Lightspeed's suit against the ISPs was premised on the notion that because the ISPs challenged appellants' subpoena of the personally identifiable information of Smith's 6,600 "co-conspirators," they somehow became part of a purported plot to steal Lightspeed's content. If there was any conceivable merit in that theory, then perhaps fees would have been inappropriate. But there was not.

Count I alleged that the ISPs violated the Computer Fraud and Abuse Act (CFAA),  [*22] 18 U.S.C. §§ 1030 and 1030(g), by failing to prevent hacking. The only alleged assistance to hackers, however, was the challenge to the subpoena. As expansive as the CFAA is, see Orin S. Kerr, Vagueness Challenges to the Computer Fraud and Abuse Act, 94 Minn. L. Rev. 1561, 1563-65 (2010), this is a frivolous charge.

Court II alleged that the ISPs were unjustly enriched because they collected subscriber fees from people who used the internet to gain illegal access to Lightspeed's website. To this day, the appellants have provided no support for the idea that every time an internet user does something unlawful online, the user's ISP is unjustly enriched because it continues receiving subscriber fees from the malefactor. The law in fact is to the contrary. See 17 U.S.C. § 512(a) (a "service provider shall not be liable ... for infringement of copyright by reason of the provider's transmitting, routing, or providing connections for" material distributed by others on its network).

Count III alleges that the ISPs were members of a civil conspiracy to hack and steal from Lightspeed because the ISPs supposedly knew of the alleged hacking and yet protected the John Does by challenging the subpoena.  [*23] Count III also throws in an accusation that the ISP corporate representatives were co-conspirators.
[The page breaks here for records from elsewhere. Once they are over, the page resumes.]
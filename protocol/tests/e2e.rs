//! End-to-end resolution tests.
//!
//! Several `P2pNode`s share one in-memory network. Each test wires up only
//! the peers it needs, so gossip meshes and provider records never leak
//! between tests.

use std::sync::Arc;
use std::time::Duration;

use shardnet_protocol::config::{FrameConfig, NodeConfig, PROTOCOL_ID};
use shardnet_protocol::network::{
    routing_key_for, Capabilities, DataKind, GossipEngine, MemoryBackend, MemoryNetwork,
    MemoryPeer, P2pNode, Stream, Transport,
};
use shardnet_protocol::types::{Block, ContentHash, Header, Location, Transaction};
use shardnet_protocol::wire::{
    encode_response, read_frame, write_frame, Payload, Response, ResponseAction,
};

// ---------------------------------------------------------------------------
// Test Helpers
// ---------------------------------------------------------------------------

struct TestNode {
    node: P2pNode,
    peer: Arc<MemoryPeer>,
    backend: Arc<MemoryBackend>,
}

async fn spawn_node(network: &MemoryNetwork) -> TestNode {
    let peer = network.add_peer();
    let backend = Arc::new(MemoryBackend::new());
    let config = NodeConfig {
        solo: true,
        ..NodeConfig::default()
    };
    let node = P2pNode::new(config, Capabilities::from_host(peer.clone()), backend.clone());
    node.start().await.expect("node start");
    TestNode {
        node,
        peer,
        backend,
    }
}

fn zone() -> Location {
    Location::Zone(0, 0)
}

fn make_block(number: u64) -> Block {
    Block::new(
        Header {
            parent_hash: ContentHash::digest(&number.to_be_bytes()),
            number,
            location: zone(),
            state_root: ContentHash::ZERO,
            tx_root: ContentHash::ZERO,
            gas_limit: 8_000_000,
            gas_used: 21_000,
            timestamp: 1_700_000_000_000 + number,
        },
        vec![make_tx(number)],
    )
}

fn make_tx(nonce: u64) -> Transaction {
    Transaction {
        nonce,
        to: Some([0x11; 20]),
        value: 10,
        gas: 21_000,
        gas_price: 1,
        input: Vec::new(),
    }
}

/// Polls `check` until it holds or a second has passed.
async fn eventually(mut check: impl FnMut() -> bool) -> bool {
    for _ in 0..100 {
        if check() {
            return true;
        }
        tokio::time::sleep(Duration::from_millis(10)).await;
    }
    check()
}

// ---------------------------------------------------------------------------
// Gossip
// ---------------------------------------------------------------------------

#[tokio::test]
async fn gossiped_block_lands_in_cache() {
    let network = MemoryNetwork::new();
    let a = spawn_node(&network).await;
    let b = spawn_node(&network).await;
    a.node.subscribe(&zone(), DataKind::Block).await.unwrap();
    b.node.subscribe(&zone(), DataKind::Block).await.unwrap();
    assert!(a.node.topics().contains(&"zone-0-0/blocks".to_string()));

    let block = make_block(1);
    b.node
        .broadcast(&zone(), &Payload::Block(block.clone()))
        .await
        .unwrap();

    let hash = block.hash();
    assert!(eventually(|| a.node.caches().blocks.contains(&hash)).await);
    assert_eq!(a.node.caches().blocks.get(&hash), Some(block));
    assert!(eventually(|| a.backend.received() == vec![hash]).await);
    assert!(!b.node.caches().blocks.contains(&hash));
}

#[tokio::test]
async fn gossiped_block_is_announced_by_receiver() {
    let network = MemoryNetwork::new();
    let a = spawn_node(&network).await;
    let b = spawn_node(&network).await;
    a.node.subscribe(&zone(), DataKind::Block).await.unwrap();
    b.node.subscribe(&zone(), DataKind::Block).await.unwrap();

    let block = make_block(11);
    b.node
        .broadcast(&zone(), &Payload::Block(block.clone()))
        .await
        .unwrap();

    let key = routing_key_for(&zone(), DataKind::Block);
    let receiver = a.node.peer_id();
    assert!(eventually(|| network.providers(&key).contains(&receiver)).await);
    assert!(!network.providers(&key).contains(&b.node.peer_id()));

    // Once the receiver leaves the mesh, a fresh node still finds the
    // block through its provider record.
    a.node.unsubscribe(&zone(), DataKind::Block).await.unwrap();
    let outsider = spawn_node(&network).await;
    let got = outsider
        .node
        .request_block(block.hash(), zone())
        .await
        .unwrap();
    assert_eq!(got, block);
    assert_eq!(outsider.node.stats().dht_hits, 1);
}

#[tokio::test]
async fn rejected_gossip_bans_source_and_is_not_announced() {
    let network = MemoryNetwork::new();
    let a = spawn_node(&network).await;
    let b = spawn_node(&network).await;
    a.node.subscribe(&zone(), DataKind::Block).await.unwrap();
    b.node.subscribe(&zone(), DataKind::Block).await.unwrap();
    a.backend.distrust(b.node.peer_id());

    let block = make_block(12);
    b.node
        .broadcast(&zone(), &Payload::Block(block.clone()))
        .await
        .unwrap();

    let source = b.node.peer_id();
    assert!(eventually(|| a.node.is_banned(&source)).await);
    assert!(!a.node.caches().blocks.contains(&block.hash()));
    assert!(a.backend.received().is_empty());
    assert!(network
        .providers(&routing_key_for(&zone(), DataKind::Block))
        .is_empty());
}

#[tokio::test]
async fn gossiped_transaction_reaches_consensus() {
    let network = MemoryNetwork::new();
    let a = spawn_node(&network).await;
    let b = spawn_node(&network).await;
    let region = Location::Region(0);
    a.node.subscribe(&region, DataKind::Transaction).await.unwrap();
    b.node.subscribe(&region, DataKind::Transaction).await.unwrap();

    let tx = make_tx(5);
    b.node
        .broadcast(&region, &Payload::Transaction(tx.clone()))
        .await
        .unwrap();

    assert!(eventually(|| a.backend.received() == vec![tx.hash()]).await);
    assert_eq!(a.node.caches().transactions.get(&tx.hash()), Some(tx));
}

// ---------------------------------------------------------------------------
// Resolution
// ---------------------------------------------------------------------------

#[tokio::test]
async fn cached_block_resolves_without_network() {
    let network = MemoryNetwork::new();
    let a = spawn_node(&network).await;
    let block = make_block(2);
    a.node.caches().blocks.insert(block.hash(), block.clone());

    let got = a.node.request_block(block.hash(), zone()).await.unwrap();
    assert_eq!(got, block);
    assert_eq!(a.peer.streams_opened(), 0);
    assert_eq!(a.peer.provider_queries(), 0);
    assert_eq!(a.node.stats().cache_hits, 1);
}

#[tokio::test]
async fn gossip_peer_serves_block_from_consensus() {
    let network = MemoryNetwork::new();
    let requester = spawn_node(&network).await;
    let holder = spawn_node(&network).await;
    holder.node.subscribe(&zone(), DataKind::Block).await.unwrap();
    let block = make_block(3);
    holder.backend.insert_block(block.clone());

    let got = requester
        .node
        .request_block(block.hash(), zone())
        .await
        .unwrap();
    assert_eq!(got, block);
    assert_eq!(requester.node.stats().gossip_peer_hits, 1);
    assert_eq!(requester.peer.provider_queries(), 0);
    assert!(requester.node.caches().blocks.contains(&block.hash()));
    assert!(eventually(|| holder.node.stats().streams_served == 1).await);
}

#[tokio::test]
async fn dht_provider_serves_block_on_first_round() {
    let network = MemoryNetwork::new();
    let requester = spawn_node(&network).await;
    let provider = spawn_node(&network).await;
    let block = make_block(4);
    provider.backend.insert_block(block.clone());
    provider.node.announce(&zone(), DataKind::Block).await.unwrap();

    let key = routing_key_for(&zone(), DataKind::Block);
    assert!(!network.providers(&key).contains(&requester.node.peer_id()));

    let got = requester
        .node
        .request_block(block.hash(), zone())
        .await
        .unwrap();
    assert_eq!(got, block);
    assert_eq!(requester.peer.provider_queries(), 1);
    assert_eq!(requester.node.stats().dht_hits, 1);
    assert!(network.providers(&key).contains(&requester.node.peer_id()));
}

#[tokio::test(start_paused = true)]
async fn exhaustion_closes_channel_after_all_rounds() {
    let network = MemoryNetwork::new();
    let requester = spawn_node(&network).await;
    let empty = spawn_node(&network).await;
    empty.node.subscribe(&zone(), DataKind::Block).await.unwrap();
    empty.node.announce(&zone(), DataKind::Block).await.unwrap();

    let started = tokio::time::Instant::now();
    let result = requester
        .node
        .request_block(ContentHash::digest(b"missing"), zone())
        .await;

    assert!(result.is_err(), "channel must close without a value");
    assert!(started.elapsed() >= Duration::from_secs(15));
    assert_eq!(requester.peer.provider_queries(), 3);
    // One gossip attempt plus one per DHT round.
    assert_eq!(requester.peer.streams_opened(), 4);
    assert_eq!(requester.node.stats().exhausted, 1);
}

#[tokio::test]
async fn mismatched_response_is_skipped_for_next_peer() {
    let network = MemoryNetwork::new();
    let requester = spawn_node(&network).await;
    let block = make_block(6);

    // Joins the mesh first and answers every request with a header under
    // a block action.
    let liar = network.add_peer();
    liar.join("zone-0-0/blocks").await.unwrap();
    let header = block.header.clone();
    liar.set_stream_handler(
        PROTOCOL_ID,
        Arc::new(move |mut stream: Stream| {
            let header = header.clone();
            tokio::spawn(async move {
                let config = FrameConfig::default();
                let _ = read_frame(&mut stream.io, &config).await;
                let bogus = Response {
                    action: ResponseAction::Block,
                    payload: Some(Payload::Header(header)),
                };
                let bytes = encode_response(&bogus).unwrap();
                let _ = write_frame(&mut stream.io, &bytes, &config).await;
            });
        }),
    );

    let honest = spawn_node(&network).await;
    honest.node.subscribe(&zone(), DataKind::Block).await.unwrap();
    honest.backend.insert_block(block.clone());

    let got = requester
        .node
        .request_block(block.hash(), zone())
        .await
        .unwrap();
    assert_eq!(got, block);
    assert_eq!(liar.streams_opened(), 0);
    assert_eq!(requester.peer.streams_opened(), 2);
}

#[tokio::test]
async fn headers_and_transactions_resolve_like_blocks() {
    let network = MemoryNetwork::new();
    let requester = spawn_node(&network).await;
    let holder = spawn_node(&network).await;
    holder.node.subscribe(&zone(), DataKind::Header).await.unwrap();
    holder.node.subscribe(&zone(), DataKind::Transaction).await.unwrap();

    let block = make_block(7);
    let tx = block.transactions[0].clone();
    holder.backend.insert_block(block.clone());
    holder.backend.insert_transaction(zone(), tx.clone());

    let header = requester
        .node
        .request_header(block.hash(), zone())
        .await
        .unwrap();
    assert_eq!(header, block.header);

    let got = requester
        .node
        .request_transaction(tx.hash(), zone())
        .await
        .unwrap();
    assert_eq!(got, tx);
    assert!(requester.node.caches().headers.contains(&block.hash()));
    assert!(requester.node.caches().transactions.contains(&tx.hash()));
}

#[tokio::test(start_paused = true)]
async fn banned_peer_is_never_asked() {
    let network = MemoryNetwork::new();
    let requester = spawn_node(&network).await;
    let holder = spawn_node(&network).await;
    holder.node.subscribe(&zone(), DataKind::Block).await.unwrap();
    let block = make_block(8);
    holder.backend.insert_block(block.clone());

    requester.node.report_bad_peer(holder.node.peer_id()).await;
    let result = requester.node.request_block(block.hash(), zone()).await;
    assert!(result.is_err());
    assert_eq!(requester.peer.streams_opened(), 0);
}

// ---------------------------------------------------------------------------
// Lifecycle
// ---------------------------------------------------------------------------

#[tokio::test]
async fn stopped_node_no_longer_serves() {
    let network = MemoryNetwork::new();
    let requester = spawn_node(&network).await;
    let holder = spawn_node(&network).await;
    holder.node.announce(&zone(), DataKind::Block).await.unwrap();
    holder.node.stop().await.unwrap();

    let err = requester
        .peer
        .open_stream(holder.node.peer_id(), PROTOCOL_ID)
        .await
        .unwrap_err();
    assert!(err.to_string().contains("unreachable"));
    assert!(network
        .providers(&routing_key_for(&zone(), DataKind::Block))
        .is_empty());
}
These assertions are utterly without legal merit. The complaint lacks even the most rudimentary allegation of agreement that would satisfy federal pleading standards. In addition, a service provider does not risk becoming a co-conspirator every time it challenges a subpoena. To argue that challenging a subpoena makes the ISPs co-conspirators in a fictional copyright infringement ring is frivolous. Appellants' theory is all the more outrageous given the fact that the Illinois Supreme Court quashed a functionally identical abusive subpoena.

Count IV alleges that the ISPs violated the Illinois Consumer Fraud and Deceptive Business Practices Act, 815 ILCS § 505/2, by engaging in the deceptive practice of allowing illegal access to plaintiff's online content. More than this, however, is needed to state a claim under the Illinois statute: it requires "(1) a deceptive act or practice by the defendant; (2) the defendant's intent that the plaintiff rely on the deception; and (3) the occurrence of the deception during a course of conduct involving trade or commerce." Robinson v. Toyota Motor Credit Corp., 775 N.E.2d 951, 960 (Ill. 2002).  [*24] The Act also covers unfair conduct. Id. Lightspeed's complaint fails to place the defendants on notice of how they may have violated this statute.
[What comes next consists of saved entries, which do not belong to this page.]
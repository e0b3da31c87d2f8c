//! # DHT Content Router
//!
//! Provider records keyed by the routing key of a (location, kind) topic.
//! A node announces itself every time it learns new content for a shard,
//! so peers outside its gossip mesh can still find it.

use std::sync::Arc;

use futures::stream::{BoxStream, StreamExt};
use libp2p::PeerId;
use thiserror::Error;
use tracing::debug;

use crate::network::topic::{routing_key_for, DataKind};
use crate::network::transport::ContentRouting;
use crate::types::Location;

#[derive(Debug, Clone, PartialEq, Eq, Error)]
pub enum DhtError {
    #[error("failed to provide record: {0}")]
    Provide(String),

    #[error("DHT is closed")]
    Closed,
}

pub struct DhtRouter {
    routing: Arc<dyn ContentRouting>,
}

impl DhtRouter {
    pub fn new(routing: Arc<dyn ContentRouting>) -> Self {
        Self { routing }
    }

    /// Registers this node as a provider of `kind` data for `location`.
    pub async fn announce(&self, location: &Location, kind: DataKind) -> Result<(), DhtError> {
        let key = routing_key_for(location, kind);
        debug!(%location, %kind, %key, "announcing provider record");
        self.routing.provide(&key).await
    }

    /// Up to `max` providers of `kind` data for `location`.
    ///
    /// An empty stream means nobody is known right now, not that the shard
    /// is gone.
    pub fn find_providers(
        &self,
        location: &Location,
        kind: DataKind,
        max: usize,
    ) -> BoxStream<'static, PeerId> {
        let key = routing_key_for(location, kind);
        self.routing.find_providers(&key, max).take(max).boxed()
    }

    pub async fn shutdown(&self) -> Result<(), DhtError> {
        self.routing.shutdown().await
    }
}

#[cfg(test)]
mod tests {
    use super::*;
    use crate::network::memory::MemoryNetwork;
    use crate::network::topic::routing_key_for;

    #[tokio::test]
    async fn announced_peers_are_found() {
        let network = MemoryNetwork::new();
        let a = network.add_peer();
        let b = network.add_peer();
        let location = Location::Zone(0, 0);

        DhtRouter::new(a.clone())
            .announce(&location, DataKind::Block)
            .await
            .unwrap();

        let found: Vec<PeerId> = DhtRouter::new(b)
            .find_providers(&location, DataKind::Block, 10)
            .collect()
            .await;
        assert_eq!(found, vec![a.peer_id()]);
        assert!(network
            .providers(&routing_key_for(&location, DataKind::Block))
            .contains(&a.peer_id()));
    }

    #[tokio::test]
    async fn provider_list_is_bounded_and_kind_scoped() {
        let network = MemoryNetwork::new();
        let location = Location::Region(0);
        for _ in 0..5 {
            let peer = network.add_peer();
            DhtRouter::new(peer)
                .announce(&location, DataKind::Header)
                .await
                .unwrap();
        }

        let router = DhtRouter::new(network.add_peer());
        let headers: Vec<PeerId> = router
            .find_providers(&location, DataKind::Header, 3)
            .collect()
            .await;
        assert_eq!(headers.len(), 3);

        let blocks: Vec<PeerId> = router
            .find_providers(&location, DataKind::Block, 3)
            .collect()
            .await;
        assert!(blocks.is_empty());
    }
}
Counts V and VI are similarly meritless. They allege that the ISPs aided and abetted Smith and the thousands of John Does by fighting the subpoenas. They also assert, somewhat contradictorily, that the ISP corporate representatives acted outside the scope of their employment when they helped with that aiding and abetting. These claims are baseless.

The district court similarly did not abuse its discretion in awarding attorneys' fees to Smith from the inception of the suit. Lightspeed raised baseless claims and pressed for a meritless "emergency" discovery hearing. The district court found that the litigation "smacked of bully pretense." At the November 13, 2013, hearing on fees, the court could not have been more clear: it stated that appellants were engaged in "abusive litigation ... simply filing a lawsuit to do discovery to find out if you can sue somebody. That's just utter non-sense." We see no need to belabor the point. The record amply supports the district court's conclusions, as our discussion of the case thus far demonstrates. There  [*25] was no abuse of discretion in the court's decision to grant either the ISPs or Smith fees for the entire case.

b. Joint and Several Liability

We now turn to the question whether the district court abused its discretion in holding appellants jointly and severally liable for the fees awarded. Appellants begin by asserting that the district court misapplied section 1927 by holding them vicariously liable for each others' actions. They are mistaken. While it is true that section 1927 liability is direct, see Claiborne v. Wisdom, 414 F.3d 715, 724 (7th Cir. 2005), an order holding parties jointly and severally liable for costs after determining that each one is individually liable is a finding of direct liability.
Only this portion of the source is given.